Technoscience

In common usage, technoscience refers to the entire long-standing and global human activity of technology, combined with the relatively recent scientific method that occurred primarily in Europe during the 17th and 18th centuries. Technoscience is the study of how humans interact with technology using the scientific method.[1] Technoscience thus comprises the history of human application of technology and modern scientific methods, ranging from the early development of basic technologies for hunting, agriculture, or husbandry (e.g. the well, the bow, the plow, the harness) and all the way through atomic applications, biotechnology, robotics, and computer sciences. This more common and comprehensive usage of the term technoscience can be found in general textbooks and lectures concerning the history of science.

The relationship with the history of science is important in this subject and also underestimated, for example, by more modern sociologists of science. Instead, it is worth emphasising the links that exist between books on the history of science and technology and the study of the relationship between science and technology within a framework of social developments. We [who?] must always consider the generational leap between historical periods and scientific discoveries, the construction of machines, the creation of tools in relation to the technological changes that occurs in very specific situations.[2]

An alternate, more narrow usage occurs in some philosophical science and technology studies. In this usage, technoscience refers specifically to the technological and social context of science. Technoscience recognises that scientific knowledge is not only socially coded and historically situated but sustained and made durable by material (non-human) networks.

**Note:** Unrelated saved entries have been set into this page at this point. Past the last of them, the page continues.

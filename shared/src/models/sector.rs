//! Sector and irrigation-history models

use chrono::{DateTime, NaiveDate, Utc};
use serde::{Deserialize, Serialize};
use uuid::Uuid;

use crate::types::HarvestStatus;

/// Maximum number of irrigation events kept per sector
pub const IRRIGATION_HISTORY_CAP: usize = 10;

/// Number of history entries shown on the sector card
pub const IRRIGATION_HISTORY_DISPLAY: usize = 3;

/// Fallback crop label when none was given
pub const DEFAULT_PRODUCT_LABEL: &str = "Produto não definido";

/// Default dose per irrigation session, in millilitres
pub const DEFAULT_QUANTITY_ML: i32 = 250;

/// Default recurrence period, in hours
pub const DEFAULT_REPEAT_HOURS: i32 = 8;

/// One entry of a sector's irrigation history.
///
/// Field names match the persisted JSON layout (`last_irrigations`).
#[derive(Debug, Clone, Serialize, Deserialize, PartialEq)]
pub struct IrrigationEvent {
    pub at: DateTime<Utc>,
    pub ml: i32,
    pub duration_min: i32,
}

/// A discrete planting area tracked for irrigation and harvest purposes
#[derive(Debug, Clone, Serialize, Deserialize)]
pub struct Sector {
    pub id: Uuid,
    pub name: String,
    pub farm_id: Uuid,
    /// Crop label grown in this sector
    pub product: String,
    pub created_at: DateTime<Utc>,
    pub planting_date: Option<NaiveDate>,
    pub harvest_eta: Option<NaiveDate>,
    /// Bare sensor numbers; the store persists them as labelled strings
    pub sensors: Vec<u32>,
    /// Dose volume per irrigation session, in millilitres
    pub quantity_ml: i32,
    /// Recurrence period between scheduled sessions, in hours
    pub repeat_every_hours: i32,
    pub harvest_status: HarvestStatus,
    pub seedlings_planted: i32,
    pub seedlings_harvested: i32,
    pub observations: Option<String>,
    /// Most-recent-first, capped at [`IRRIGATION_HISTORY_CAP`]
    pub last_irrigations: Vec<IrrigationEvent>,
}

/// Front-insert an event into a history list, truncating to the cap.
pub fn push_irrigation_event(history: &mut Vec<IrrigationEvent>, event: IrrigationEvent) {
    history.insert(0, event);
    history.truncate(IRRIGATION_HISTORY_CAP);
}

#[cfg(test)]
mod tests {
    use super::*;
    use chrono::TimeZone;

    fn event(minute: u32) -> IrrigationEvent {
        IrrigationEvent {
            at: Utc.with_ymd_and_hms(2025, 3, 1, 12, minute, 0).unwrap(),
            ml: 250,
            duration_min: 5,
        }
    }

    #[test]
    fn history_is_most_recent_first() {
        let mut history = Vec::new();
        push_irrigation_event(&mut history, event(1));
        push_irrigation_event(&mut history, event(2));
        assert_eq!(history[0], event(2));
        assert_eq!(history[1], event(1));
    }

    #[test]
    fn history_truncates_at_cap() {
        let mut history = Vec::new();
        for minute in 0..15 {
            push_irrigation_event(&mut history, event(minute));
        }
        assert_eq!(history.len(), IRRIGATION_HISTORY_CAP);
        // newest entry survives, oldest entries are dropped
        assert_eq!(history[0], event(14));
        assert_eq!(history[IRRIGATION_HISTORY_CAP - 1], event(5));
    }
}
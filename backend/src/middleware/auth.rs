//! Authentication middleware
//!
//! Identity is owned by the external provider; this middleware only
//! validates the provider's bearer JWT and extracts the subject user id.

use axum::{
    extract::Request,
    http::{header::AUTHORIZATION, StatusCode},
    middleware::Next,
    response::{IntoResponse, Response},
    Json,
};

use crate::error::ErrorResponse;

/// Authenticated user information extracted from the provider JWT
#[derive(Clone, Debug)]
pub struct AuthUser {
    pub user_id: uuid::Uuid,
    pub email: Option<String>,
}

/// Authentication middleware that validates bearer JWTs
/// Note: the secret is read from the environment so the middleware can
/// run without router state.
pub async fn auth_middleware(mut request: Request, next: Next) -> Response {
    // Extract Authorization header
    let auth_header = request
        .headers()
        .get(AUTHORIZATION)
        .and_then(|h| h.to_str().ok());

    let token = match auth_header {
        Some(header) if header.starts_with("Bearer ") => &header[7..],
        _ => {
            return unauthorized_response("Missing or invalid authorization header");
        }
    };

    let jwt_secret = std::env::var("EDEN__AUTH__JWT_SECRET")
        .or_else(|_| std::env::var("EDEN_JWT_SECRET"))
        .unwrap_or_else(|_| "development-secret-key".to_string());

    let claims = match decode_jwt(token, &jwt_secret) {
        Ok(claims) => claims,
        Err(msg) => {
            return unauthorized_response(&msg);
        }
    };

    let user_id = match uuid::Uuid::parse_str(&claims.sub) {
        Ok(id) => id,
        Err(_) => return unauthorized_response("Invalid user ID in token"),
    };

    let auth_user = AuthUser {
        user_id,
        email: claims.email,
    };

    request.extensions_mut().insert(auth_user);

    next.run(request).await
}

/// JWT claims structure (subset of the provider's token)
#[derive(Debug, serde::Serialize, serde::Deserialize)]
struct Claims {
    sub: String,
    #[serde(default)]
    email: Option<String>,
    exp: i64,
}

/// Decode and validate a provider JWT
fn decode_jwt(token: &str, secret: &str) -> Result<Claims, String> {
    use jsonwebtoken::{decode, DecodingKey, Validation};

    decode::<Claims>(
        token,
        &DecodingKey::from_secret(secret.as_bytes()),
        &Validation::default(),
    )
    .map(|data| data.claims)
    .map_err(|e| format!("Invalid token: {}", e))
}

/// Create unauthorized response
fn unauthorized_response(message: &str) -> Response {
    let error = ErrorResponse {
        error: crate::error::ErrorDetail {
            code: "UNAUTHORIZED".to_string(),
            message_en: message.to_string(),
            message_pt: "Não autorizado".to_string(),
            field: None,
        },
    };

    (StatusCode::UNAUTHORIZED, Json(error)).into_response()
}

/// Extractor for authenticated user
/// Use this in handlers to get the current user
#[derive(Clone, Debug)]
pub struct CurrentUser(pub AuthUser);

#[axum::async_trait]
impl<S> axum::extract::FromRequestParts<S> for CurrentUser
where
    S: Send + Sync,
{
    type Rejection = (StatusCode, Json<ErrorResponse>);

    async fn from_request_parts(
        parts: &mut axum::http::request::Parts,
        _state: &S,
    ) -> Result<Self, Self::Rejection> {
        parts
            .extensions
            .get::<AuthUser>()
            .cloned()
            .map(CurrentUser)
            .ok_or_else(|| {
                let error = ErrorResponse {
                    error: crate::error::ErrorDetail {
                        code: "UNAUTHORIZED".to_string(),
                        message_en: "Authentication required".to_string(),
                        message_pt: "É necessário entrar primeiro".to_string(),
                        field: None,
                    },
                };
                (StatusCode::UNAUTHORIZED, Json(error))
            })
    }
}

Technoscience states that the fields of science and technology are linked and grow together, and scientific knowledge requires an infrastructure of technology in order to remain stationary or move forward.

The latter, philosophic use of the term technoscience was popularized by French philosopher Gaston Bachelard in 1953.[3][4][5] It was popularized in the French-speaking world by Belgian philosopher Gilbert Hottois in the late 1970s and early 1980s, and entered English academic usage in 1987 with Bruno Latour's book Science in Action.[6]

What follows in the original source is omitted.